**Records for the task:**
//! Bounded polling.
//!
//! Every wait in the flows goes through [`poll`]: a condition is evaluated
//! on live page state at a fixed interval until it yields a value or the
//! bound runs out. Bounds are either an attempt count (data-load waits) or
//! an elapsed-time budget (navigation waits). The loop never sleeps past
//! its time budget and never evaluates more than its attempt budget.

use crate::driver::{LoadState, PageDriver};
use crate::result::{ProbeError, ProbeResult};
use serde::{Deserialize, Serialize};
use std::future::Future;
use std::time::Duration;
use tokio::time::Instant;
use tracing::{debug, warn};

/// Default polling interval (500ms)
pub const DEFAULT_POLL_INTERVAL_MS: u64 = 500;

/// Shortest pause between two evaluations
const MIN_PAUSE: Duration = Duration::from_millis(1);

// =============================================================================
// POLICY
// =============================================================================

/// Upper bound of a poll
#[derive(Debug, Clone, Copy, PartialEq, Eq, Serialize, Deserialize)]
#[serde(rename_all = "snake_case")]
pub enum PollBound {
    /// Evaluate at most this many times (0 is treated as 1)
    Attempts(u32),
    /// Stop evaluating once this much time has elapsed
    #[serde(with = "millis")]
    Elapsed(Duration),
}

/// Interval and bound for one poll
#[derive(Debug, Clone, Copy, PartialEq, Eq, Serialize, Deserialize)]
pub struct PollPolicy {
    /// Pause between evaluations
    #[serde(with = "millis")]
    pub interval: Duration,
    /// When to give up, written as a one-key map (`bound: {attempts: 15}`)
    #[serde(with = "serde_yaml_ng::with::singleton_map")]
    pub bound: PollBound,
}

impl Default for PollPolicy {
    fn default() -> Self {
        Self {
            interval: Duration::from_millis(DEFAULT_POLL_INTERVAL_MS),
            bound: PollBound::Elapsed(Duration::from_secs(30)),
        }
    }
}

impl PollPolicy {
    /// Attempt-bounded policy
    #[must_use]
    pub const fn attempts(max: u32, interval: Duration) -> Self {
        Self {
            interval,
            bound: PollBound::Attempts(max),
        }
    }

    /// Time-bounded policy
    #[must_use]
    pub const fn elapsed(timeout: Duration, interval: Duration) -> Self {
        Self {
            interval,
            bound: PollBound::Elapsed(timeout),
        }
    }
}

// =============================================================================
// OUTCOME
// =============================================================================

/// Result of a poll that did not error
#[derive(Debug, Clone)]
pub struct WaitOutcome<T> {
    /// Value produced by the satisfied condition
    pub value: Option<T>,
    /// Number of evaluations performed
    pub attempts: u32,
    /// Time spent waiting
    pub elapsed: Duration,
    /// Description of what was waited for
    pub waited_for: String,
}

impl<T> WaitOutcome<T> {
    /// Whether the condition was met within the bound
    #[must_use]
    pub const fn is_satisfied(&self) -> bool {
        self.value.is_some()
    }

    /// Convert an exhausted poll into [`ProbeError::WaitTimeout`]
    pub fn into_result(self) -> ProbeResult<T> {
        match self.value {
            Some(value) => Ok(value),
            None => Err(ProbeError::WaitTimeout {
                waited_for: self.waited_for,
                attempts: self.attempts,
                elapsed_ms: self.elapsed.as_millis() as u64,
            }),
        }
    }
}

// =============================================================================
// POLL LOOP
// =============================================================================

/// Evaluate `check` until it yields `Some`, or the policy bound is exhausted.
///
/// `check` receives the 1-based attempt number. An `Err` from `check` stops
/// the poll and is returned as is; conditions that should ride over read
/// errors map them to `Ok(None)` themselves.
pub async fn poll<T, F, Fut>(
    waited_for: impl Into<String>,
    policy: &PollPolicy,
    mut check: F,
) -> ProbeResult<WaitOutcome<T>>
where
    F: FnMut(u32) -> Fut,
    Fut: Future<Output = ProbeResult<Option<T>>>,
{
    let waited_for = waited_for.into();
    let start = Instant::now();
    let mut attempts = 0u32;

    loop {
        attempts += 1;
        if let Some(value) = check(attempts).await? {
            return Ok(WaitOutcome {
                value: Some(value),
                attempts,
                elapsed: start.elapsed(),
                waited_for,
            });
        }

        let pause = match policy.bound {
            PollBound::Attempts(max) => {
                if attempts >= max.max(1) {
                    break;
                }
                policy.interval
            }
            PollBound::Elapsed(timeout) => {
                let elapsed = start.elapsed();
                if elapsed >= timeout {
                    break;
                }
                policy.interval.max(MIN_PAUSE).min(timeout - elapsed)
            }
        };
        tokio::time::sleep(pause).await;
    }

    debug!(waited_for = %waited_for, attempts, "poll exhausted");
    Ok(WaitOutcome {
        value: None,
        attempts,
        elapsed: start.elapsed(),
        waited_for,
    })
}

/// Boolean form of [`poll`]
pub async fn poll_until<F, Fut>(
    waited_for: impl Into<String>,
    policy: &PollPolicy,
    mut check: F,
) -> ProbeResult<WaitOutcome<()>>
where
    F: FnMut(u32) -> Fut,
    Fut: Future<Output = ProbeResult<bool>>,
{
    poll(waited_for, policy, move |attempt| {
        let fut = check(attempt);
        async move { Ok(fut.await?.then_some(())) }
    })
    .await
}

// =============================================================================
// URL PATTERNS
// =============================================================================

/// URL matcher for navigation waits
#[derive(Debug, Clone, PartialEq, Eq, Serialize, Deserialize)]
#[serde(tag = "kind", content = "pattern", rename_all = "snake_case")]
pub enum UrlPattern {
    /// Exact URL match
    Exact(String),
    /// Prefix match
    Prefix(String),
    /// Contains substring
    Contains(String),
    /// Glob pattern (e.g. `**/demand-daily**`)
    Glob(String),
}

impl UrlPattern {
    /// Check if a URL matches this pattern
    #[must_use]
    pub fn matches(&self, url: &str) -> bool {
        match self {
            Self::Exact(pattern) => url == pattern,
            Self::Prefix(pattern) => url.starts_with(pattern.as_str()),
            Self::Contains(pattern) => url.contains(pattern.as_str()),
            Self::Glob(pattern) => glob_matches(pattern, url),
        }
    }
}

fn glob_matches(pattern: &str, url: &str) -> bool {
    let parts: Vec<&str> = pattern.split('*').collect();
    let mut pos = 0;
    for (i, part) in parts.iter().enumerate() {
        if part.is_empty() {
            continue;
        }
        match url[pos..].find(part) {
            Some(found) => {
                if i == 0 && found != 0 {
                    return false;
                }
                pos += found + part.len();
            }
            None => return false,
        }
    }
    pattern.ends_with('*') || pos == url.len()
}

impl std::fmt::Display for UrlPattern {
    fn fmt(&self, f: &mut std::fmt::Formatter<'_>) -> std::fmt::Result {
        match self {
            Self::Exact(p) => write!(f, "url == {p}"),
            Self::Prefix(p) => write!(f, "url starts with {p}"),
            Self::Contains(p) => write!(f, "url contains {p}"),
            Self::Glob(p) => write!(f, "url ~ {p}"),
        }
    }
}

// =============================================================================
// PAGE HELPERS
// =============================================================================

/// Poll the page URL until it matches `pattern`. URL read errors count as
/// a miss.
pub async fn wait_for_url<P: PageDriver>(
    page: &P,
    pattern: &UrlPattern,
    policy: &PollPolicy,
) -> ProbeResult<WaitOutcome<String>> {
    poll(pattern.to_string(), policy, move |_| async move {
        Ok(page.url().await.ok().filter(|url| pattern.matches(url)))
    })
    .await
}

/// Wait for a load state, logging and swallowing a timeout.
///
/// Returns whether the state was reached.
pub async fn tolerate_load_state<P: PageDriver>(
    page: &P,
    state: LoadState,
    timeout: Duration,
) -> bool {
    match page.wait_for_load_state(state, timeout).await {
        Ok(()) => true,
        Err(e) => {
            warn!(%state, error = %e, "load state not reached, continuing");
            false
        }
    }
}

/// Fixed pause (discouraged - prefer a condition)
pub async fn pause_for(duration: Duration) {
    if !duration.is_zero() {
        tokio::time::sleep(duration).await;
    }
}

pub(crate) mod millis {
    use serde::{Deserialize, Deserializer, Serializer};
    use std::time::Duration;

    pub fn serialize<S: Serializer>(value: &Duration, serializer: S) -> Result<S::Ok, S::Error> {
        serializer.serialize_u64(value.as_millis() as u64)
    }

    pub fn deserialize<'de, D: Deserializer<'de>>(deserializer: D) -> Result<Duration, D::Error> {
        u64::deserialize(deserializer).map(Duration::from_millis)
    }
}

// =============================================================================
// TESTS
// =============================================================================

**Problem requirements:** State the number of lines above that hold the string "Contains", with nothing added.

**Task answer:** 4